WHAT YOU WILL DO —
Your reply should reproduce each record precisely as written.
***** PROVIDED DATA
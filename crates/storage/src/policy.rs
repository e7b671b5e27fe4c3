//! Upload validation rules.
//!
//! Each backend carries its own policy. The ceilings and content-type rules
//! differ between backends and are kept that way:
//!
//! | backend  | ceiling  | content types                    |
//! |----------|----------|----------------------------------|
//! | local    | config   | configured allow-list            |
//! | r2       | 10 MiB   | anything starting with `image/`  |
//! | supabase | 5 MiB    | anything starting with `image/`  |

use crate::error::StorageError;
use crate::upload::FileUpload;

/// Rule a declared content type must satisfy.
#[derive(Debug, Clone, PartialEq, Eq)]
pub enum ContentTypeRule {
    /// Content type must start with one of the listed types.
    AllowList(Vec<String>),
    /// Content type must start with this prefix.
    Prefix(String),
}

impl ContentTypeRule {
    /// Check a declared content type. A missing content type never matches.
    #[must_use]
    pub fn allows(&self, content_type: Option<&str>) -> bool {
        let Some(content_type) = content_type else {
            return false;
        };
        match self {
            Self::AllowList(types) => types.iter().any(|t| content_type.starts_with(t.as_str())),
            Self::Prefix(prefix) => content_type.starts_with(prefix.as_str()),
        }
    }
}

/// Size and content-type limits applied before any I/O.
#[derive(Debug, Clone, PartialEq, Eq)]
pub struct UploadPolicy {
    /// Largest accepted payload, in bytes.
    pub max_file_size: u64,
    /// Content-type rule.
    pub content_types: ContentTypeRule,
}

impl UploadPolicy {
    /// R2 ceiling: 10 MiB.
    pub const R2_MAX_FILE_SIZE: u64 = 10 * 1024 * 1024;
    /// Supabase ceiling: 5 MiB.
    pub const SUPABASE_MAX_FILE_SIZE: u64 = 5 * 1024 * 1024;

    /// Policy for the local backend.
    #[must_use]
    pub fn allow_list(max_file_size: u64, types: Vec<String>) -> Self {
        Self {
            max_file_size,
            content_types: ContentTypeRule::AllowList(types),
        }
    }

    /// Any `image/*` content type up to `max_file_size`.
    #[must_use]
    pub fn images(max_file_size: u64) -> Self {
        Self {
            max_file_size,
            content_types: ContentTypeRule::Prefix("image/".to_string()),
        }
    }

    /// Policy for the R2 backend.
    #[must_use]
    pub fn r2() -> Self {
        Self::images(Self::R2_MAX_FILE_SIZE)
    }

    /// Policy for the Supabase backend.
    #[must_use]
    pub fn supabase() -> Self {
        Self::images(Self::SUPABASE_MAX_FILE_SIZE)
    }

    /// Validate an upload against this policy.
    ///
    /// # Errors
    ///
    /// Returns an error if the upload is empty, too large, or has a
    /// disallowed content type.
    pub fn validate(&self, upload: &FileUpload) -> Result<(), StorageError> {
        if upload.is_empty() {
            return Err(StorageError::EmptyFile);
        }

        if upload.len() > self.max_file_size {
            return Err(StorageError::file_too_large(
                upload.len(),
                self.max_file_size,
            ));
        }

        let content_type = upload.content_type.as_deref();
        if !self.content_types.allows(content_type) {
            return Err(StorageError::invalid_mime_type(
                content_type.unwrap_or("<none>"),
            ));
        }

        Ok(())
    }
}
**********
EXERCISE ANSWER —
filename crates/storage/src/policy.rs
repository e7b671b5e27fe4c3
//! Upload validation rules.
//!
//! Each backend carries its own policy. The ceilings and content-type rules
//! differ between backends and are kept that way:
//!
//! | backend  | ceiling  | content types                    |
//! |----------|----------|----------------------------------|
//! | local    | config   | configured allow-list            |
//! | r2       | 10 MiB   | anything starting with `image/`  |
//! | supabase | 5 MiB    | anything starting with `image/`  |

use crate::error::StorageError;
use crate::upload::FileUpload;

/// Rule a declared content type must satisfy.
#[derive(Debug, Clone, PartialEq, Eq)]
pub enum ContentTypeRule {
    /// Content type must start with one of the listed types.
    AllowList(Vec<String>),
    /// Content type must start with this prefix.
    Prefix(String),
}

impl ContentTypeRule {
    /// Check a declared content type. A missing content type never matches.
    #[must_use]
    pub fn allows(&self, content_type: Option<&str>) -> bool {
        let Some(content_type) = content_type else {
            return false;
        };
        match self {
            Self::AllowList(types) => types.iter().any(|t| content_type.starts_with(t.as_str())),
            Self::Prefix(prefix) => content_type.starts_with(prefix.as_str()),
        }
    }
}

/// Size and content-type limits applied before any I/O.
#[derive(Debug, Clone, PartialEq, Eq)]
pub struct UploadPolicy {
    /// Largest accepted payload, in bytes.
    pub max_file_size: u64,
    /// Content-type rule.
    pub content_types: ContentTypeRule,
}

impl UploadPolicy {
    /// R2 ceiling: 10 MiB.
    pub const R2_MAX_FILE_SIZE: u64 = 10 * 1024 * 1024;
    /// Supabase ceiling: 5 MiB.
    pub const SUPABASE_MAX_FILE_SIZE: u64 = 5 * 1024 * 1024;

    /// Policy for the local backend.
    #[must_use]
    pub fn allow_list(max_file_size: u64, types: Vec<String>) -> Self {
        Self {
            max_file_size,
            content_types: ContentTypeRule::AllowList(types),
        }
    }

    /// Any `image/*` content type up to `max_file_size`.
    #[must_use]
    pub fn images(max_file_size: u64) -> Self {
        Self {
            max_file_size,
            content_types: ContentTypeRule::Prefix("image/".to_string()),
        }
    }

    /// Policy for the R2 backend.
    #[must_use]
    pub fn r2() -> Self {
        Self::images(Self::R2_MAX_FILE_SIZE)
    }

    /// Policy for the Supabase backend.
    #[must_use]
    pub fn supabase() -> Self {
        Self::images(Self::SUPABASE_MAX_FILE_SIZE)
    }

    /// Validate an upload against this policy.
    ///
    /// # Errors
    ///
    /// Returns an error if the upload is empty, too large, or has a
    /// disallowed content type.
    pub fn validate(&self, upload: &FileUpload) -> Result<(), StorageError> {
        if upload.is_empty() {
            return Err(StorageError::EmptyFile);
        }

        if upload.len() > self.max_file_size {
            return Err(StorageError::file_too_large(
                upload.len(),
                self.max_file_size,
            ));
        }

        let content_type = upload.content_type.as_deref();
        if !self.content_types.allows(content_type) {
            return Err(StorageError::invalid_mime_type(
                content_type.unwrap_or("<none>"),
            ));
        }

        Ok(())
    }
}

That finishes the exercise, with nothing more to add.